Solid waste management has always suffered from a lack of consistent and reliable data to compare progress between countries. So the publication today of a seminal research paper, Comparative analysis of solid waste management in 20 cities, written by Professor David C Wilson and 4 co-authors in the peer-reviewed journal Waste Management & Research, represents a major step forward. The World Bank website is still reporting low collection coverage and a prevalence of open dumping in all developing countries: the new data analysed here shows that significant progress has been made over the last decade, with levels of both collection coverage and controlled disposal above 90% in most middle-income developing countries.

This comparative analysis uses the comprehensive and consistent dataset collected for 20 reference cities, developed and developing, in all 6 inhabited continents, for the 2010 UN-Habitat book . The paper was written by DCW; with his two co-authors from the original book, Dr Ljiljana Rodic of the University of Wageningen who led the city data collection and Dr Anne Scheinberg of WASTE; Dr Costas Velis of Imperial College, who carried out the statistical analysis; and Dr Graham Alabaster, who initiated the original work for UN-Habitat.  

The paper presents comparative data for waste arisings per capita and waste composition; for the three physical elements of a waste management system – collection, disposal and recycling; and for the main governance factors – both user and provider inclusivity, financial sustainability and sound institutions/ proactive policy. The conclusions stress that there is no ‘one size fits all’: rather, each city needs to develop its own locally sustainable solution, identifying what already works well and building on that, and addressing both the technical and the governance issues. 

Full data tables are available in the book, and in a previous paper to the WASTE 2010 conference. A more descriptive account of the 20 cities was published in the proceedings of the ISWA 2010 conference in Hamburg.

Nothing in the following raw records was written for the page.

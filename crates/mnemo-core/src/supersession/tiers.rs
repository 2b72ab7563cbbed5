//! Memory-tier classification

use serde::{Deserialize, Serialize};

use crate::config::MemoryTierConfig;
use crate::types::{MemoryTier, Observation};
use crate::utils::time::days_since;

/// Tier decision for one observation
#[derive(Debug, Clone, PartialEq, Serialize, Deserialize)]
pub struct TierClassification {
    pub observation_id: i64,
    pub tier: MemoryTier,
    pub reason: String,
}

/// Classify an observation at `now_ms`.
///
/// Rules apply in order: heavily referenced observations are core;
/// deprecated or long-unaccessed ones are ephemeral; superseded or idle ones
/// are archive; everything else is working. An observation never accessed
/// counts its idle time from creation.
pub fn classify_memory_tier(observation: &Observation, config: &MemoryTierConfig, now_ms: i64) -> TierClassification {
    let idle_days = days_since(
        observation.last_accessed_at.unwrap_or(observation.created_at_epoch),
        now_ms,
    );
    let superseded = observation.superseded_by.is_some();

    let (tier, reason) = if observation.reference_count >= config.core_reference_threshold {
        (
            MemoryTier::Core,
            format!("Referenced {}+ times", observation.reference_count),
        )
    } else if observation.deprecated || idle_days > config.archive_to_ephemeral_days as f64 {
        let reason = if observation.deprecated {
            "Marked as deprecated".to_string()
        } else {
            format!("Not accessed for {} days", idle_days.floor() as i64)
        };
        (MemoryTier::Ephemeral, reason)
    } else if superseded || idle_days > config.working_to_archive_days as f64 {
        let reason = if superseded {
            "Superseded by newer observation".to_string()
        } else {
            format!("Idle for {} days", idle_days.floor() as i64)
        };
        (MemoryTier::Archive, reason)
    } else {
        (MemoryTier::Working, "Actively used".to_string())
    };

    TierClassification {
        observation_id: observation.id,
        tier,
        reason,
    }
}

#[cfg(test)]
mod tests {
    use super::*;
    use crate::types::ObservationType;
    use crate::utils::time::MS_PER_DAY;

    const NOW: i64 = 1_000 * MS_PER_DAY;

    fn observation(age_days: i64) -> Observation {
        Observation {
            id: 1,
            memory_session_id: "mem".into(),
            project: "alpha".into(),
            obs_type: ObservationType::Decision,
            title: Some("t".into()),
            subtitle: None,
            narrative: None,
            facts: vec![],
            concepts: vec![],
            files_read: vec![],
            files_modified: vec![],
            prompt_number: None,
            discovery_tokens: 0,
            created_at: String::new(),
            created_at_epoch: NOW - age_days * MS_PER_DAY,
            superseded_by: None,
            superseded_at: None,
            deprecated: false,
            deprecated_at: None,
            deprecation_reason: None,
            is_stale: false,
            access_count: 0,
            last_accessed_at: None,
            reference_count: 0,
            memory_tier: MemoryTier::Working,
            importance: 5,
        }
    }

    #[test]
    fn test_tier_rules_in_order() {
        let config = MemoryTierConfig::default();

        assert_eq!(classify_memory_tier(&observation(1), &config, NOW).tier, MemoryTier::Working);

        let idle = observation(45);
        let result = classify_memory_tier(&idle, &config, NOW);
        assert_eq!(result.tier, MemoryTier::Archive);
        assert_eq!(result.reason, "Idle for 45 days");

        let mut recently_read = observation(45);
        recently_read.last_accessed_at = Some(NOW - MS_PER_DAY);
        assert_eq!(classify_memory_tier(&recently_read, &config, NOW).tier, MemoryTier::Working);

        let mut superseded = observation(1);
        superseded.superseded_by = Some(2);
        assert_eq!(classify_memory_tier(&superseded, &config, NOW).tier, MemoryTier::Archive);

        assert_eq!(classify_memory_tier(&observation(200), &config, NOW).tier, MemoryTier::Ephemeral);

        let mut deprecated = observation(1);
        deprecated.deprecated = true;
        let result = classify_memory_tier(&deprecated, &config, NOW);
        assert_eq!(result.tier, MemoryTier::Ephemeral);
        assert_eq!(result.reason, "Marked as deprecated");

        // core wins over every other rule
        let mut core = observation(400);
        core.deprecated = true;
        core.reference_count = 5;
        assert_eq!(classify_memory_tier(&core, &config, NOW).tier, MemoryTier::Core);
    }
}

Update July 2012: The conclusions in the paper regarding the recent progress that has been achieved, particularly in middle-income countries, are reinforced by a new World Bank report, which gives average collection coverage of 86% in upper-middle, 68% in lower-middle, and 41% in low-income countries – these figures are considerably lower than our 2009 data; they come from a much larger sample size, but are somewhat older, with a median date of 2001.